Content type id is 0-based position of content type in this sequence.
blob countintNumber of content items stored in the slob
store offsetlongFile position at which store data begins
sizelongTotal file byte size (or sum of all files if slob is split into multiple files)
refslist of long-positioned refsReferences to content
storelist of long-positioned store itemsStore item contains number of items stored, content type id for each item and storage bin with each item’s content

tiny text

char-sized sequence of encoded text bytes

text

short-sized sequence of encoded text bytes

large byte string

int-sized sequence of bytes

size type-sized sequence of items

ElementType
countsize type
itemssequence of count items

tag

ElementType
nametiny text
valuetiny text padded to maximum
length with null bytes

Tag values are tiny text of length 255, starting with encoded text bytes followed by null bytes. This allowes modifying tag values without having to recompile the whole slob. Null bytes must be stripped before decoding value text.

content type

text

ref

ElementTypeDescription
keytextText key associated with content
bin indexintIndex of compressed bin containing content
item indexshortIndex of content item inside uncompressed bin
fragmenttiny textText identifier of a specific location inside content

store item

ElementTypeDescription
content type idsint-sized sequence of bytesEach byte is a char representing content type id.
storage binlist of int-positioned large byte strings without countContent

Storage bin doesn’t include leading int that would represent item count - item count equals the length of content type ids. Items in the storage bin are large byte strings - actual content bytes.

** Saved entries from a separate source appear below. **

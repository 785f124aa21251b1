use axum::{
    http::StatusCode,
    response::{IntoResponse, Response},
    Json,
};
use serde_json::json;
use thiserror::Error;

/// Application-level error type.
/// Implements `IntoResponse` so Axum handlers can return `Result<T, AppError>`.
///
/// Scoring and ranking never produce these; they only come from request
/// validation and the optional persistence layer.
#[derive(Debug, Error)]
pub enum AppError {
    #[error("Validation error: {0}")]
    Validation(String),

    #[error("Unprocessable entity: {0}")]
    UnprocessableEntity(String),

    #[error("Database error: {0}")]
    Database(#[from] sqlx::Error),
}

impl AppError {
    fn parts(&self) -> (StatusCode, &'static str, String) {
        match self {
            AppError::Validation(msg) => (StatusCode::BAD_REQUEST, "VALIDATION_ERROR", msg.clone()),
            AppError::UnprocessableEntity(msg) => (
                StatusCode::UNPROCESSABLE_ENTITY,
                "UNPROCESSABLE_ENTITY",
                msg.clone(),
            ),
            AppError::Database(e) => {
                tracing::error!("Database error: {e}");
                (
                    StatusCode::INTERNAL_SERVER_ERROR,
                    "DATABASE_ERROR",
                    "A database error occurred".to_string(),
                )
            }
        }
    }
}

impl IntoResponse for AppError {
    fn into_response(self) -> Response {
        let (status, code, message) = self.parts();

        let body = Json(json!({
            "error": {
                "code": code,
                "message": message
            }
        }));

        (status, body).into_response()
    }
}

#[cfg(test)]
mod tests {
    use super::*;

    #[test]
    fn test_validation_maps_to_bad_request() {
        let (status, code, message) = AppError::Validation("top_n must be at least 1".into()).parts();
        assert_eq!(status, StatusCode::BAD_REQUEST);
        assert_eq!(code, "VALIDATION_ERROR");
        assert!(message.contains("top_n"));
    }

    #[test]
    fn test_database_error_hides_details() {
        let (status, code, message) = AppError::from(sqlx::Error::RowNotFound).parts();
        assert_eq!(status, StatusCode::INTERNAL_SERVER_ERROR);
        assert_eq!(code, "DATABASE_ERROR");
        assert!(!message.contains("no rows"));
    }

    #[test]
    fn test_into_response_status() {
        let response = AppError::UnprocessableEntity("no store".into()).into_response();
        assert_eq!(response.status(), StatusCode::UNPROCESSABLE_ENTITY);
    }
}
//! Candidate Ranker — scores a batch against one job, orders it, and shortlists.
//!
//! Flow: resolve weights once → score every candidate → stable sort by exact
//! overall score → assign ranks over the full list → truncate to top-N →
//! optional commentary for the shortlisted entries.

use std::sync::Arc;
use std::time::Duration;

use chrono::{DateTime, Utc};
use serde::Serialize;
use tokio::task::JoinSet;
use tracing::{info, warn};
use uuid::Uuid;

use crate::llm_client::LlmClient;
use crate::models::candidate::Candidate;
use crate::models::job::Job;
use crate::scoring::advisory::{AdvisoryError, CommentaryAdvisor, LlmAdvisor, WeightAdvisor};
use crate::scoring::scorer::{score, ScoreBreakdown};
use crate::scoring::weights::{ResolvedWeights, WeightResolver, WeightStrategy, Weights};

/// Explicit ranking configuration. Built once at startup; scoring never
/// consults ambient state.
#[derive(Debug, Clone)]
pub struct RankerConfig {
    /// Ask the weight advisor before falling back to the rule table.
    pub use_advisory_weights: bool,
    /// Attach advisory commentary to shortlisted candidates.
    pub enable_commentary: bool,
    /// Per-call budget for every advisory call.
    pub advisory_timeout: Duration,
    /// Upper bound on concurrent commentary calls.
    pub max_concurrent_advisory: usize,
    /// Default shortlist length.
    pub shortlist_size: usize,
}

impl Default for RankerConfig {
    fn default() -> Self {
        Self {
            use_advisory_weights: true,
            enable_commentary: true,
            advisory_timeout: Duration::from_secs(5),
            max_concurrent_advisory: 4,
            shortlist_size: 10,
        }
    }
}

/// A candidate with its score and position.
#[derive(Debug, Clone, Serialize)]
pub struct RankedCandidate {
    pub candidate: Candidate,
    /// 1 = best. Position in the full sorted list, even after truncation.
    pub ranking: usize,
    /// Unrounded overall score used for ordering.
    pub match_score: f64,
    pub breakdown: ScoreBreakdown,
    /// Advisory-only assessment. Absent when disabled or when the advisor failed.
    #[serde(skip_serializing_if = "Option::is_none")]
    pub commentary: Option<String>,
}

/// Result of one ranking run, with the weights and summary statistics.
#[derive(Debug, Clone, Serialize)]
pub struct RankingReport {
    pub ranking_id: Uuid,
    pub generated_at: DateTime<Utc>,
    pub job_title: String,
    pub weights: ResolvedWeights,
    /// Candidates scored, before truncation.
    pub total_candidates: usize,
    pub top_score: Option<f64>,
    /// Mean overall score of the returned candidates.
    pub average_score: Option<f64>,
    pub candidates: Vec<RankedCandidate>,
}

pub struct CandidateRanker {
    resolver: WeightResolver,
    commentary: Option<Arc<dyn CommentaryAdvisor>>,
    config: RankerConfig,
}

impl CandidateRanker {
    /// Wires the LLM-backed advisors when a client is available and the
    /// config enables them.
    pub fn new(config: RankerConfig, llm: Option<LlmClient>) -> Self {
        let advisor = llm.map(|client| Arc::new(LlmAdvisor::new(client)));
        Self::with_advisors(
            config,
            advisor.clone().map(|a| a as Arc<dyn WeightAdvisor>),
            advisor.map(|a| a as Arc<dyn CommentaryAdvisor>),
        )
    }

    pub fn with_advisors(
        config: RankerConfig,
        weight_advisor: Option<Arc<dyn WeightAdvisor>>,
        commentary: Option<Arc<dyn CommentaryAdvisor>>,
    ) -> Self {
        let resolver = match weight_advisor {
            Some(advisor) if config.use_advisory_weights => {
                WeightResolver::new(WeightStrategy::Advisory {
                    advisor,
                    timeout: config.advisory_timeout,
                })
            }
            _ => WeightResolver::rule_based(),
        };
        let commentary = commentary.filter(|_| config.enable_commentary);

        Self {
            resolver,
            commentary,
            config,
        }
    }

    pub fn config(&self) -> &RankerConfig {
        &self.config
    }

    pub fn uses_advisory_weights(&self) -> bool {
        self.resolver.is_advisory()
    }

    pub fn has_commentary(&self) -> bool {
        self.commentary.is_some()
    }

    pub async fn resolve_weights(&self, job: &Job) -> ResolvedWeights {
        self.resolver.resolve(job).await
    }

    /// Ranks candidates for a job, returning at most `top_n` entries.
    pub async fn rank(
        &self,
        candidates: &[Candidate],
        job: &Job,
        top_n: Option<usize>,
    ) -> Vec<RankedCandidate> {
        self.rank_report(candidates, job, top_n).await.candidates
    }

    /// The top `count` candidates (configured shortlist size when `None`).
    pub async fn shortlist(
        &self,
        candidates: &[Candidate],
        job: &Job,
        count: Option<usize>,
    ) -> RankingReport {
        let count = count.unwrap_or(self.config.shortlist_size);
        let report = self.rank_report(candidates, job, Some(count)).await;
        info!(
            job_title = %job.title,
            shortlisted = report.candidates.len(),
            top_score = report.top_score.unwrap_or_default(),
            average_score = report.average_score.unwrap_or_default(),
            "Shortlist created"
        );
        report
    }

    /// Full ranking run. Always completes; advisory failures only degrade
    /// the weights or leave commentary empty.
    pub async fn rank_report(
        &self,
        candidates: &[Candidate],
        job: &Job,
        top_n: Option<usize>,
    ) -> RankingReport {
        info!(
            job_title = %job.title,
            candidates = candidates.len(),
            "Ranking candidates"
        );

        let weights = self.resolver.resolve(job).await;
        let mut ranked = rank_with_weights(candidates, job, &weights.weights);
        let total_candidates = ranked.len();

        if let Some(n) = top_n {
            ranked.truncate(n);
            if let Some(advisor) = &self.commentary {
                self.attach_commentary(advisor, job, &mut ranked).await;
            }
        }

        let top_score = ranked.first().map(|r| r.breakdown.overall_score);
        let average_score = (!ranked.is_empty()).then(|| {
            let sum: f64 = ranked.iter().map(|r| r.match_score).sum();
            (sum / ranked.len() as f64 * 100.0).round() / 100.0
        });

        if let Some(top) = top_score {
            info!(job_title = %job.title, top_score = top, "Ranked candidates");
        }

        RankingReport {
            ranking_id: Uuid::new_v4(),
            generated_at: Utc::now(),
            job_title: job.title.clone(),
            weights,
            total_candidates,
            top_score,
            average_score,
            candidates: ranked,
        }
    }

    /// Requests commentary for each shortlisted entry on a bounded task set.
    /// A failed or slow call leaves that entry's commentary empty.
    async fn attach_commentary(
        &self,
        advisor: &Arc<dyn CommentaryAdvisor>,
        job: &Job,
        shortlisted: &mut [RankedCandidate],
    ) {
        let job = Arc::new(job.clone());
        let timeout = self.config.advisory_timeout;
        let limit = self.config.max_concurrent_advisory.max(1);

        let work: Vec<(usize, Candidate, ScoreBreakdown)> = shortlisted
            .iter()
            .enumerate()
            .map(|(idx, r)| (idx, r.candidate.clone(), r.breakdown.clone()))
            .collect();
        let mut pending = work.into_iter();
        let mut join_set: JoinSet<(usize, Result<String, AdvisoryError>)> = JoinSet::new();

        loop {
            while join_set.len() < limit {
                let Some((idx, candidate, breakdown)) = pending.next() else {
                    break;
                };
                let advisor = Arc::clone(advisor);
                let job = Arc::clone(&job);
                join_set.spawn(async move {
                    let result =
                        match tokio::time::timeout(timeout, advisor.assess(&job, &candidate, &breakdown))
                            .await
                        {
                            Ok(result) => result,
                            Err(_) => Err(AdvisoryError::Timeout(timeout)),
                        };
                    (idx, result)
                });
            }

            match join_set.join_next().await {
                Some(Ok((idx, Ok(text)))) => shortlisted[idx].commentary = Some(text),
                Some(Ok((idx, Err(e)))) => warn!(
                    candidate = %shortlisted[idx].candidate.full_name,
                    "Commentary unavailable: {e}"
                ),
                Some(Err(e)) => warn!("Commentary task failed: {e}"),
                None => break,
            }
        }
    }
}

/// Scores and orders candidates with a fixed weight set.
///
/// Ties keep input order (`sort_by` is stable); ranks are 1-based positions.
pub fn rank_with_weights(
    candidates: &[Candidate],
    job: &Job,
    weights: &Weights,
) -> Vec<RankedCandidate> {
    let mut ranked: Vec<RankedCandidate> = candidates
        .iter()
        .map(|candidate| {
            let breakdown = score(candidate, job, weights);
            RankedCandidate {
                candidate: candidate.clone(),
                ranking: 0,
                match_score: breakdown.exact_overall(),
                breakdown,
                commentary: None,
            }
        })
        .collect();

    ranked.sort_by(|a, b| b.match_score.total_cmp(&a.match_score));

    for (position, entry) in ranked.iter_mut().enumerate() {
        entry.ranking = position + 1;
    }

    ranked
}
//! Job Parser — structures a raw job posting into a `Job`.
//!
//! Explicit fields always win. Missing ones are inferred from the title and
//! description with keyword lists and regexes; nothing here calls an LLM.

use regex::{Regex, RegexBuilder};
use serde::{Deserialize, Serialize};
use tracing::info;

use crate::models::job::{ExperienceLevel, Job};

/// Upper bound on skills inferred from a description.
pub const MAX_EXTRACTED_SKILLS: usize = 15;

const FALLBACK_SKILL: &str = "general";
const DEFAULT_LOCATION: &str = "Not specified";
const DEFAULT_DEPARTMENT: &str = "General";
const DEFAULT_EMPLOYMENT_TYPE: &str = "full-time";

// ────────────────────────────────────────────────────────────────────────────
// Keyword tables
// ────────────────────────────────────────────────────────────────────────────

const SKILL_VOCABULARY: &[&str] = &[
    // languages
    "python", "java", "javascript", "typescript", "c++", "c#", "ruby", "go", "rust",
    "php", "swift", "kotlin", "scala", "r", "matlab", "sql",
    // web
    "html", "css", "react", "angular", "vue", "node.js", "express", "django", "flask",
    "spring", "asp.net", "jquery", "bootstrap", "tailwind",
    // databases
    "postgresql", "mysql", "mongodb", "redis", "elasticsearch", "cassandra", "dynamodb",
    "oracle", "sql server", "sqlite",
    // cloud and ops
    "aws", "azure", "gcp", "docker", "kubernetes", "jenkins", "gitlab", "github actions",
    "terraform", "ansible", "ci/cd", "devops",
    // data and ML
    "machine learning", "deep learning", "tensorflow", "pytorch", "scikit-learn",
    "pandas", "numpy", "data analysis", "statistics", "nlp", "computer vision",
    // soft skills
    "communication", "leadership", "teamwork", "problem-solving", "agile", "scrum",
    "project management", "analytical thinking",
];

/// Checked in order; the first level with any hit wins.
const LEVEL_KEYWORDS: &[(ExperienceLevel, &[&str])] = &[
    (
        ExperienceLevel::Entry,
        &["entry", "junior", "graduate", "intern", "0-2 years", "beginner", "fresher"],
    ),
    (
        ExperienceLevel::Mid,
        &["mid", "intermediate", "3-5 years", "2-5 years", "experienced"],
    ),
    (
        ExperienceLevel::Senior,
        &["senior", "lead", "principal", "staff", "5+ years", "expert", "architect"],
    ),
];

const EMPLOYMENT_TYPES: &[&str] = &[
    "full-time", "part-time", "contract", "internship", "temporary", "freelance",
];

const DEPARTMENT_KEYWORDS: &[(&str, &[&str])] = &[
    ("Engineering", &["engineer", "developer", "programmer", "software", "devops", "sre"]),
    ("Data Science", &["data scientist", "data analyst", "ml engineer", "ai", "machine learning"]),
    ("Product", &["product manager", "product owner", "pm"]),
    ("Design", &["designer", "ux", "ui", "graphic"]),
    ("Marketing", &["marketing", "seo", "content", "social media"]),
    ("Sales", &["sales", "account executive", "business development"]),
    ("HR", &["hr", "recruiter", "talent acquisition", "people"]),
    ("Finance", &["finance", "accountant", "controller", "cfo"]),
];

// ────────────────────────────────────────────────────────────────────────────
// Input
// ────────────────────────────────────────────────────────────────────────────

/// Required skills as submitted: a list, or one comma-separated string.
#[derive(Debug, Clone, Serialize, Deserialize)]
#[serde(untagged)]
pub enum SkillsInput {
    List(Vec<String>),
    Csv(String),
}

impl SkillsInput {
    pub fn into_list(self) -> Vec<String> {
        match self {
            SkillsInput::List(skills) => skills
                .into_iter()
                .map(|s| s.trim().to_string())
                .filter(|s| !s.is_empty())
                .collect(),
            SkillsInput::Csv(text) => split_skills(&text),
        }
    }

    fn is_empty(&self) -> bool {
        match self {
            SkillsInput::List(skills) => skills.iter().all(|s| s.trim().is_empty()),
            SkillsInput::Csv(text) => split_skills(text).is_empty(),
        }
    }
}

/// A job posting before structuring. Only `title` and `description` are
/// expected; everything else is optional.
#[derive(Debug, Clone, Default, Serialize, Deserialize)]
pub struct RawJobPosting {
    #[serde(default)]
    pub job_id: Option<i32>,
    #[serde(default)]
    pub title: Option<String>,
    #[serde(default)]
    pub description: Option<String>,
    #[serde(default)]
    pub required_skills: Option<SkillsInput>,
    #[serde(default)]
    pub experience_level: Option<String>,
    #[serde(default)]
    pub location: Option<String>,
    #[serde(default)]
    pub employment_type: Option<String>,
    #[serde(default)]
    pub department: Option<String>,
}

// ────────────────────────────────────────────────────────────────────────────
// Parser
// ────────────────────────────────────────────────────────────────────────────

pub struct JobParser {
    skill_patterns: Vec<(&'static str, Regex)>,
    experience_phrase: Regex,
    location_patterns: Vec<Regex>,
    remote: Regex,
}

impl JobParser {
    /// Compiles the vocabulary and location patterns.
    pub fn new() -> Result<Self, regex::Error> {
        let skill_patterns = SKILL_VOCABULARY
            .iter()
            .map(|skill| Ok((*skill, Regex::new(&skill_pattern(skill))?)))
            .collect::<Result<Vec<_>, regex::Error>>()?;

        let location_patterns = [
            r"location[:\s]+([^.\n]+)",
            r"based in ([^.\n]+)",
            r"office in ([^.\n]+)",
        ]
        .iter()
        .map(|p| RegexBuilder::new(p).case_insensitive(true).build())
        .collect::<Result<Vec<_>, regex::Error>>()?;

        Ok(Self {
            skill_patterns,
            experience_phrase: Regex::new(r"experience (?:with|in) ([^.]+)")?,
            location_patterns,
            remote: RegexBuilder::new(r"\b(remote|work from home|wfh)\b")
                .case_insensitive(true)
                .build()?,
        })
    }

    pub fn parse(&self, raw: RawJobPosting) -> Job {
        let title = raw.title.unwrap_or_default().trim().to_string();
        let description = raw.description.unwrap_or_default();

        let required_skills = match raw.required_skills {
            Some(skills) => skills.into_list(),
            None => self.extract_skills(&description),
        };
        let experience_level = match non_blank(raw.experience_level) {
            Some(label) => ExperienceLevel::from_label(&label),
            None => infer_level(&title, &description),
        };
        let location =
            non_blank(raw.location).unwrap_or_else(|| self.extract_location(&description));
        let employment_type = non_blank(raw.employment_type)
            .unwrap_or_else(|| infer_employment_type(&description).to_string());
        let department =
            non_blank(raw.department).unwrap_or_else(|| infer_department(&title).to_string());

        info!(
            title = %title,
            level = experience_level.as_str(),
            skills = required_skills.len(),
            "Parsed job"
        );

        Job {
            job_id: raw.job_id,
            title,
            description: (!description.trim().is_empty()).then_some(description),
            required_skills,
            experience_level,
            location,
            department,
            employment_type: Some(employment_type),
        }
    }

    /// Lists what is missing from a posting. Empty means valid.
    pub fn validate(&self, raw: &RawJobPosting) -> Vec<String> {
        let mut problems = Vec::new();
        if is_blank(raw.title.as_deref()) {
            problems.push("Job title is required".to_string());
        }
        if is_blank(raw.description.as_deref()) {
            problems.push("Job description is required".to_string());
        }
        if raw.required_skills.as_ref().map_or(true, SkillsInput::is_empty) {
            problems.push("Required skills must be specified".to_string());
        }
        problems
    }

    /// Vocabulary hits first, then "experience with/in ..." phrases.
    /// Deduplicated, at most `MAX_EXTRACTED_SKILLS`, `["general"]` when empty.
    fn extract_skills(&self, description: &str) -> Vec<String> {
        let text = description.to_lowercase();
        let mut found: Vec<String> = Vec::new();
        let mut push = |skill: &str| {
            if !found.iter().any(|s| s == skill) {
                found.push(skill.to_string());
            }
        };

        for (skill, pattern) in &self.skill_patterns {
            if pattern.is_match(&text) {
                push(skill);
            }
        }

        for caps in self.experience_phrase.captures_iter(&text) {
            for part in caps[1].split(',') {
                let part = part.trim();
                let part = part
                    .strip_prefix("and ")
                    .or_else(|| part.strip_prefix("or "))
                    .unwrap_or(part)
                    .trim();
                if part.chars().count() > 2 {
                    push(part);
                }
            }
        }

        found.truncate(MAX_EXTRACTED_SKILLS);
        info!(skills = found.len(), "Extracted skills from description");

        if found.is_empty() {
            vec![FALLBACK_SKILL.to_string()]
        } else {
            found
        }
    }

    fn extract_location(&self, description: &str) -> String {
        for pattern in &self.location_patterns {
            if let Some(caps) = pattern.captures(description) {
                let location = caps[1].trim();
                if !location.is_empty() {
                    return location.to_string();
                }
            }
        }
        if self.remote.is_match(description) {
            return "Remote".to_string();
        }
        DEFAULT_LOCATION.to_string()
    }
}

/// `\b` only where the skill starts or ends on a word character, so
/// "c++" and "c#" still match.
fn skill_pattern(skill: &str) -> String {
    let is_word = |c: Option<char>| c.is_some_and(|c| c.is_alphanumeric() || c == '_');
    let lead = if is_word(skill.chars().next()) { r"\b" } else { "" };
    let tail = if is_word(skill.chars().last()) { r"\b" } else { "" };
    format!("{lead}{}{tail}", regex::escape(skill))
}

fn infer_level(title: &str, description: &str) -> ExperienceLevel {
    let text = format!("{title} {description}").to_lowercase();
    LEVEL_KEYWORDS
        .iter()
        .find(|(_, keywords)| keywords.iter().any(|k| text.contains(k)))
        .map(|(level, _)| *level)
        .unwrap_or_default()
}

fn infer_employment_type(description: &str) -> &'static str {
    let text = description.to_lowercase();
    EMPLOYMENT_TYPES
        .iter()
        .find(|t| text.contains(*t))
        .copied()
        .unwrap_or(DEFAULT_EMPLOYMENT_TYPE)
}

fn infer_department(title: &str) -> &'static str {
    let title = title.to_lowercase();
    DEPARTMENT_KEYWORDS
        .iter()
        .find(|(_, keywords)| keywords.iter().any(|k| title.contains(k)))
        .map(|(dept, _)| *dept)
        .unwrap_or(DEFAULT_DEPARTMENT)
}

fn split_skills(text: &str) -> Vec<String> {
    text.split(',')
        .map(str::trim)
        .filter(|s| !s.is_empty())
        .map(str::to_string)
        .collect()
}

fn non_blank(value: Option<String>) -> Option<String> {
    value
        .map(|v| v.trim().to_string())
        .filter(|v| !v.is_empty())
}

fn is_blank(value: Option<&str>) -> bool {
    value.map_or(true, |v| v.trim().is_empty())
}
use serde::{Deserialize, Serialize};

use crate::models::null_as_default;

/// A sourced candidate. Read-only input to scoring.
#[derive(Debug, Clone, Default, Serialize, Deserialize)]
pub struct Candidate {
    /// Persistence key, required only when the shortlist is saved.
    #[serde(default)]
    pub candidate_id: Option<i32>,
    #[serde(default, deserialize_with = "null_as_default")]
    pub full_name: String,
    #[serde(default)]
    pub email: Option<String>,
    #[serde(default, deserialize_with = "null_as_default")]
    pub skills: Vec<String>,
    #[serde(default, deserialize_with = "null_as_default")]
    pub experience_years: u32,
    #[serde(default, deserialize_with = "null_as_default")]
    pub location: String,
    #[serde(default)]
    pub education: Option<String>,
    #[serde(default)]
    pub current_position: Option<String>,
}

list of position type-positioned items

ElementTypeDescription
positionsint-sized sequence of item offsets of type position type.Item offset specifies position in file where item data starts, relative to the end of position data
itemssequence of items

char

unsigned char (1 byte)

short

big endian unsigned short (2 bytes)

int

big endian unsigned int (4 bytes)

long

big endian unsigned long long (8 bytes)

Design Considerations

Slob format design is influenced by old Aard Dictionary’s aard and ZIM file formats. Similar to Aard Dictionary, it allows to perform non-exact lookups based on UCA’s notion of collation strength. Similar to ZIM, it groups and compresses multiple content items to achieve high compression ratio and can combine several physical files into one logical container. Both aard and ZIM contain vestigial elements of predecessor formats as well as elements specific to a particular use case (such as implementing offline Wikipedia content access). Slob aims to provide a minimal framework to allow building such applications while remaining a simple, generic, read-only data store.

No Format Version

Slob header doesn’t contain explicit file format version number. Any incompatible changes to the format should be introduced in a new file format which will get its own identifying magic bytes.

No Content Checksum

Unlike aard and ZIM file formats, slob doesn’t contain content checksum. File integrity can be easily verified by employing standard tools to calculate content hash. Inclusion of pre-calculated hash into the file itself prevents using most standard tools and puts burden of implementing hash calculation on every slob reader implementation.